International partners have been increasing their pressure on the need for a sustainability certificate. Well, okay, but what precisely do you mean? I asked them. The response was, "Never mind, just do something we can put on the website." Anyone familiar with us is aware that we never act for the sake of acting. As a little business, I began to consider what might be done at that time. I looked up the rivals online and read blogs and articles about this topic. At the time, I believed that, as a tiny firm, we lacked the means and capacity to undertake a large-scale project.


  • We set up a water filtration system, and people began drinking water from their reusable bottles rather than plastic bottles. This was amazing because, over the summer, one large bag of pill bottles was thrown away every week.
  • In the spirit of the Who Made My Cloth initiative, we started to introduce ourselves on social platforms, introduced our colleagues, and communicated that we don't have children working for us. This is all just a pretense, and these characteristics are important only for fast fashion businesses, but they are natural for us. I no longer see it as something to be highlighted, but rather as the bare minimum that should be expected from any European manufacturer or brand
  • The profession has always matched societal criteria: 80% of our workforce is women; there are women in middle and upper management too; and in the same field, people get paid the same way.
  • The environmental impact of manufacturing may be observed in waste management reform, in which garbage is treated at the source, separated, and collected separately for further recovery.
  • Stuffing a box bag with the remaining leather
  • Pieces that may be recycled for jewelers or given to schools for technological classes or the nursery for picture gluing.
  • We also collect basic garbage separately, such as plastic and paper.

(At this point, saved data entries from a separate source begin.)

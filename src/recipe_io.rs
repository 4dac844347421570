//! Capturing the live build as a recipe document and applying stored
//! documents back onto the scene.

use bevy::prelude::*;
use pizzaforge_geometry::{base_top_height, topping_rest_height};
use pizzaforge_recipe::{
    ArchetypeRegistry, BaseParams, CHEESE_MAX, CHEESE_MIN, FeedEntry, Recipe, Topping,
    ToppingRecord, epoch_millis, utc_timestamp,
};

use crate::Store;
use crate::collections::{CollectionViewState, RecipeCollection};
use crate::placement::spawn_topping;
use crate::scene::{SAUCE_OFFSET, ToppingsRoot};
use crate::session::Session;

pub struct RecipeIoPlugin;

impl Plugin for RecipeIoPlugin {
    fn build(&self, app: &mut App) {
        app.add_observer(on_publish)
            .add_observer(on_save_to_profile)
            .add_observer(on_clear_toppings)
            .add_observer(on_apply_recipe);
    }
}

#[derive(Event)]
pub struct PublishRecipe;

#[derive(Event)]
pub struct SaveRecipeToProfile;

#[derive(Event)]
pub struct ClearToppings;

/// Replaces the current build with a stored recipe.
#[derive(Event)]
pub struct ApplyRecipe(pub Recipe);

/// Snapshot of the live build. Toppings come out in placement order.
fn capture_recipe(
    session: &Session,
    params: &BaseParams,
    roots: &Query<&Children, With<ToppingsRoot>>,
    toppings: &Query<(&Topping, &Transform)>,
) -> Recipe {
    let mut records = Vec::new();
    if let Ok(children) = roots.single() {
        for child in children.iter() {
            if let Ok((topping, transform)) = toppings.get(child) {
                records.push(ToppingRecord {
                    archetype_id: topping.archetype_id.clone(),
                    pos: transform.translation,
                });
            }
        }
    }
    Recipe {
        author: session.display_name.clone(),
        uid: session.uid.clone(),
        base_type: params.base_type,
        base_size: params.base_size,
        cheese_amount: params.cheese_amount,
        toppings: records,
        created_at: utc_timestamp(),
    }
}

fn on_publish(
    _: On<PublishRecipe>,
    store: Res<Store>,
    session: Res<Session>,
    params: Res<BaseParams>,
    mut view: ResMut<CollectionViewState>,
    roots: Query<&Children, With<ToppingsRoot>>,
    toppings: Query<(&Topping, &Transform)>,
) {
    let recipe = capture_recipe(&session, &params, &roots, &toppings);
    let entry = FeedEntry {
        id: epoch_millis(),
        recipe,
    };
    match store.prepend_feed(entry) {
        Ok(()) => {
            info!("published recipe to the feed");
            // A fresh publish shows up in the feed and in the author's
            // own-entries view.
            if matches!(
                view.active,
                Some(RecipeCollection::Feed | RecipeCollection::Mine)
            ) {
                view.needs_rebuild = true;
            }
        }
        Err(err) => error!("failed to publish recipe: {err}"),
    }
}

fn on_save_to_profile(
    _: On<SaveRecipeToProfile>,
    store: Res<Store>,
    session: Res<Session>,
    params: Res<BaseParams>,
    roots: Query<&Children, With<ToppingsRoot>>,
    toppings: Query<(&Topping, &Transform)>,
) {
    let recipe = capture_recipe(&session, &params, &roots, &toppings);
    let entry = FeedEntry {
        id: epoch_millis(),
        recipe,
    };
    match store.prepend_recipe(&session.uid, entry) {
        Ok(()) => info!("saved recipe to profile"),
        Err(err) => error!("failed to save recipe: {err}"),
    }
}

fn on_clear_toppings(
    _: On<ClearToppings>,
    mut commands: Commands,
    roots: Query<&Children, With<ToppingsRoot>>,
    toppings: Query<(), With<Topping>>,
) {
    let Ok(children) = roots.single() else {
        return;
    };
    for child in children.iter() {
        if toppings.contains(child) {
            commands.entity(child).despawn();
        }
    }
}

/// Rebuilds the scene from a stored recipe: base parameters first, then the
/// topping set. Stored positions keep their horizontal placement while the
/// height is re-projected onto the rebuilt surface. Records whose archetype
/// is no longer registered are skipped with a warning instead of failing the
/// whole load.
fn on_apply_recipe(
    event: On<ApplyRecipe>,
    mut commands: Commands,
    mut params: ResMut<BaseParams>,
    registry: Res<ArchetypeRegistry>,
    mut meshes: ResMut<Assets<Mesh>>,
    mut materials: ResMut<Assets<StandardMaterial>>,
    roots: Query<(Entity, Option<&Children>), With<ToppingsRoot>>,
    toppings: Query<(), With<Topping>>,
) {
    let Ok((root, children)) = roots.single() else {
        return;
    };
    if let Some(children) = children {
        for child in children.iter() {
            if toppings.contains(child) {
                commands.entity(child).despawn();
            }
        }
    }

    let recipe = &event.0;
    let next = BaseParams {
        base_type: recipe.base_type,
        base_size: recipe.base_size,
        cheese_amount: recipe.cheese_amount.clamp(CHEESE_MIN, CHEESE_MAX),
    };

    let sauce_top = next.height() - SAUCE_OFFSET;
    let rest = topping_rest_height(Some(sauce_top), Some(base_top_height(next.height())));

    if *params != next {
        *params = next;
    }

    for record in &recipe.toppings {
        let Some(archetype) = registry.get(&record.archetype_id) else {
            warn!("skipping unknown archetype {:?}", record.archetype_id);
            continue;
        };
        spawn_topping(
            &mut commands,
            &mut meshes,
            &mut materials,
            root,
            archetype,
            Vec3::new(record.pos.x, rest, record.pos.z),
        );
    }
}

At the time, I felt it was fantastic; we were doing all we were supposed to do, and our consumers were pleased.

Then the pandemic hit, and we were confronted with a slew of other challenges that led us to conclude that what we had done thus far wasn't enough.

Since the epidemic, I've discovered that everything in our external and internal environment is changing so rapidly that it's impossible to keep up-to-date, and the business-management approaches that I learned from my father over the previous 20 years are no longer effective. This created a sense of hesitation in me, pushing me to take action. METU is where I started my training in sustainable fashion management. With that, I began to scrape the surface of the situation. It's not the fault of the training that it just scraped the surface; it's the depth and complexity of the subject that it would take years of dedicated study to fully understand. The farther I probed, the more I realized that we had accomplished something with what we had done thus far, but that this was possibly the bare minimum that should be expected.

Writing the dissertation pushed me to go through the process of defining my present perspective on the subject. This helped me find a solution.

But anyone who believes that's the end of it is mistaken; this was only the beginning. I've begun to plan my next steps.

This blog will walk you through the procedure, element by element. Education and collaborative thought are at the heart of it, which I believe will be a further engine of growth.